Entries shown section start

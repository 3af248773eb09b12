#![forbid(unsafe_code)]

pub mod backend;
pub mod cookie;
pub mod extension;
pub mod memory;
pub mod page;
pub mod stamped;

pub use backend::{KeyValueBackend, StorageError, StorageMedium};
pub use cookie::{CookieJar, SameSite, SetCookie};
pub use extension::ExtensionStorage;
pub use memory::MemoryBackend;
pub use page::{BrowserProfile, PageStorage};
pub use stamped::{read_stamped, write_stamped, Stamped};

Entries shown section end

- _Exercise objective_
Output only the lines from the top of the entries through the one holding "pub use memory::MemoryBackend;", copied exactly.

- _Task output_
repository 3af248773eb09b12
#![forbid(unsafe_code)]

pub mod backend;
pub mod cookie;
pub mod extension;
pub mod memory;
pub mod page;
pub mod stamped;

pub use backend::{KeyValueBackend, StorageError, StorageMedium};
pub use cookie::{CookieJar, SameSite, SetCookie};
pub use extension::ExtensionStorage;
pub use memory::MemoryBackend;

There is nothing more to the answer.